* **Source data**:
========================================================================

//! Analyzer worker: polls the frame slot for the analysis window, tracks the
//! running maximum of per-frame mean brightness, latches the first time it
//! exceeds the effective threshold, and folds every frame into the heatmap.

use core::time::Duration;
use std::sync::{Arc, Mutex};
use std::time::Instant;

use log::{debug, info};

use crate::analysis::heatmap::HeatmapAccumulator;
use crate::app::metrics::SharedMetrics;
use crate::config::{Roi, TestConfig};
use crate::control::worker::{StopSignal, lock_unpoisoned};
use crate::sensors::grabber::FrameSlot;

/// Heatmap shared between the analyzer thread and the orchestrator.
pub type SharedHeatmap = Arc<Mutex<HeatmapAccumulator>>;

#[derive(Debug, Clone, Copy)]
pub struct AnalyzerPlan {
    pub window: Duration,
    pub poll: Duration,
    pub roi: Option<Roi>,
    pub threshold: f32,
}

impl AnalyzerPlan {
    pub fn new(cfg: &TestConfig, threshold: f32) -> Self {
        Self {
            window: cfg.analysis_duration(),
            poll: cfg.analysis_poll(),
            roi: cfg.roi,
            threshold,
        }
    }
}

/// Running result of one analysis window.
#[derive(Debug, Clone, Copy, Default, PartialEq)]
pub struct AnalysisSummary {
    pub frames: u64,
    pub max_brightness: f32,
    /// Seconds from window start to the first frame above threshold.
    pub first_exceed_s: Option<f64>,
}

impl AnalysisSummary {
    /// Account for one frame mean observed `elapsed` into the window.
    /// Returns `true` if this frame latched the first-exceed time.
    pub fn observe(&mut self, mean: f32, elapsed: Duration, threshold: f32) -> bool {
        self.frames += 1;
        if mean > self.max_brightness {
            self.max_brightness = mean;
        }
        if self.first_exceed_s.is_none() && mean > threshold {
            self.first_exceed_s = Some(elapsed.as_secs_f64());
            return true;
        }
        false
    }
}

pub struct ContaminationAnalyzer {
    slot: FrameSlot,
    plan: AnalyzerPlan,
    metrics: SharedMetrics,
    heatmap: SharedHeatmap,
}

impl ContaminationAnalyzer {
    pub fn new(slot: FrameSlot, plan: AnalyzerPlan, metrics: SharedMetrics) -> Self {
        Self {
            slot,
            plan,
            metrics,
            heatmap: Arc::new(Mutex::new(HeatmapAccumulator::new())),
        }
    }

    pub fn heatmap(&self) -> SharedHeatmap {
        Arc::clone(&self.heatmap)
    }

    /// Poll until the window elapses or `stop` fires.
    pub fn run(self, stop: &StopSignal) -> AnalysisSummary {
        let started = Instant::now();
        let deadline = started + self.plan.window;
        let t_start = self.metrics.elapsed_secs();
        self.metrics.update(|m| m.analysis_start = Some(t_start));
        info!(
            "analysis window open: {:?}, threshold {:.3}",
            self.plan.window, self.plan.threshold
        );

        let mut summary = AnalysisSummary::default();
        loop {
            if stop.is_stopped() || Instant::now() >= deadline {
                break;
            }
            if let Some(frame) = self.slot.latest() {
                let mean = frame.mean_brightness(self.plan.roi);
                let latched = summary.observe(mean, started.elapsed(), self.plan.threshold);
                lock_unpoisoned(&self.heatmap).accumulate(frame.brightness());
                let snapshot = summary;
                self.metrics.update(|m| {
                    m.frames_total += 1;
                    m.frames_analysis += 1;
                    m.max_brightness = snapshot.max_brightness;
                    m.first_exceed_time = snapshot.first_exceed_s;
                });
                if latched {
                    info!(
                        "threshold exceeded at {:.3}s (mean {:.3})",
                        started.elapsed().as_secs_f64(),
                        mean
                    );
                }
            } else {
                debug!("analyzer: no frame available");
            }
            let wake = (Instant::now() + self.plan.poll).min(deadline);
            if stop.wait_until(wake) {
                break;
            }
        }

        let t_end = self.metrics.elapsed_secs();
        self.metrics.update(|m| m.analysis_end = Some(t_end));
        info!(
            "analysis window closed: {} frames, max {:.3}",
            summary.frames, summary.max_brightness
        );
        summary
    }
}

========================================================================

* **Task details**: Transcribe the whole listing above, keeping each line exactly as written.

* **Answer area**:
//! Analyzer worker: polls the frame slot for the analysis window, tracks the
//! running maximum of per-frame mean brightness, latches the first time it
//! exceeds the effective threshold, and folds every frame into the heatmap.

use core::time::Duration;
use std::sync::{Arc, Mutex};
use std::time::Instant;

use log::{debug, info};

use crate::analysis::heatmap::HeatmapAccumulator;
use crate::app::metrics::SharedMetrics;
use crate::config::{Roi, TestConfig};
use crate::control::worker::{StopSignal, lock_unpoisoned};
use crate::sensors::grabber::FrameSlot;

/// Heatmap shared between the analyzer thread and the orchestrator.
pub type SharedHeatmap = Arc<Mutex<HeatmapAccumulator>>;

#[derive(Debug, Clone, Copy)]
pub struct AnalyzerPlan {
    pub window: Duration,
    pub poll: Duration,
    pub roi: Option<Roi>,
    pub threshold: f32,
}

impl AnalyzerPlan {
    pub fn new(cfg: &TestConfig, threshold: f32) -> Self {
        Self {
            window: cfg.analysis_duration(),
            poll: cfg.analysis_poll(),
            roi: cfg.roi,
            threshold,
        }
    }
}

/// Running result of one analysis window.
#[derive(Debug, Clone, Copy, Default, PartialEq)]
pub struct AnalysisSummary {
    pub frames: u64,
    pub max_brightness: f32,
    /// Seconds from window start to the first frame above threshold.
    pub first_exceed_s: Option<f64>,
}

impl AnalysisSummary {
    /// Account for one frame mean observed `elapsed` into the window.
    /// Returns `true` if this frame latched the first-exceed time.
    pub fn observe(&mut self, mean: f32, elapsed: Duration, threshold: f32) -> bool {
        self.frames += 1;
        if mean > self.max_brightness {
            self.max_brightness = mean;
        }
        if self.first_exceed_s.is_none() && mean > threshold {
            self.first_exceed_s = Some(elapsed.as_secs_f64());
            return true;
        }
        false
    }
}

pub struct ContaminationAnalyzer {
    slot: FrameSlot,
    plan: AnalyzerPlan,
    metrics: SharedMetrics,
    heatmap: SharedHeatmap,
}

impl ContaminationAnalyzer {
    pub fn new(slot: FrameSlot, plan: AnalyzerPlan, metrics: SharedMetrics) -> Self {
        Self {
            slot,
            plan,
            metrics,
            heatmap: Arc::new(Mutex::new(HeatmapAccumulator::new())),
        }
    }

    pub fn heatmap(&self) -> SharedHeatmap {
        Arc::clone(&self.heatmap)
    }

    /// Poll until the window elapses or `stop` fires.
    pub fn run(self, stop: &StopSignal) -> AnalysisSummary {
        let started = Instant::now();
        let deadline = started + self.plan.window;
        let t_start = self.metrics.elapsed_secs();
        self.metrics.update(|m| m.analysis_start = Some(t_start));
        info!(
            "analysis window open: {:?}, threshold {:.3}",
            self.plan.window, self.plan.threshold
        );

        let mut summary = AnalysisSummary::default();
        loop {
            if stop.is_stopped() || Instant::now() >= deadline {
                break;
            }
            if let Some(frame) = self.slot.latest() {
                let mean = frame.mean_brightness(self.plan.roi);
                let latched = summary.observe(mean, started.elapsed(), self.plan.threshold);
                lock_unpoisoned(&self.heatmap).accumulate(frame.brightness());
                let snapshot = summary;
                self.metrics.update(|m| {
                    m.frames_total += 1;
                    m.frames_analysis += 1;
                    m.max_brightness = snapshot.max_brightness;
                    m.first_exceed_time = snapshot.first_exceed_s;
                });
                if latched {
                    info!(
                        "threshold exceeded at {:.3}s (mean {:.3})",
                        started.elapsed().as_secs_f64(),
                        mean
                    );
                }
            } else {
                debug!("analyzer: no frame available");
            }
            let wake = (Instant::now() + self.plan.poll).min(deadline);
            if stop.wait_until(wake) {
                break;
            }
        }

        let t_end = self.metrics.elapsed_secs();
        self.metrics.update(|m| m.analysis_end = Some(t_end));
        info!(
            "analysis window closed: {} frames, max {:.3}",
            summary.frames, summary.max_brightness
        );
        summary
    }
}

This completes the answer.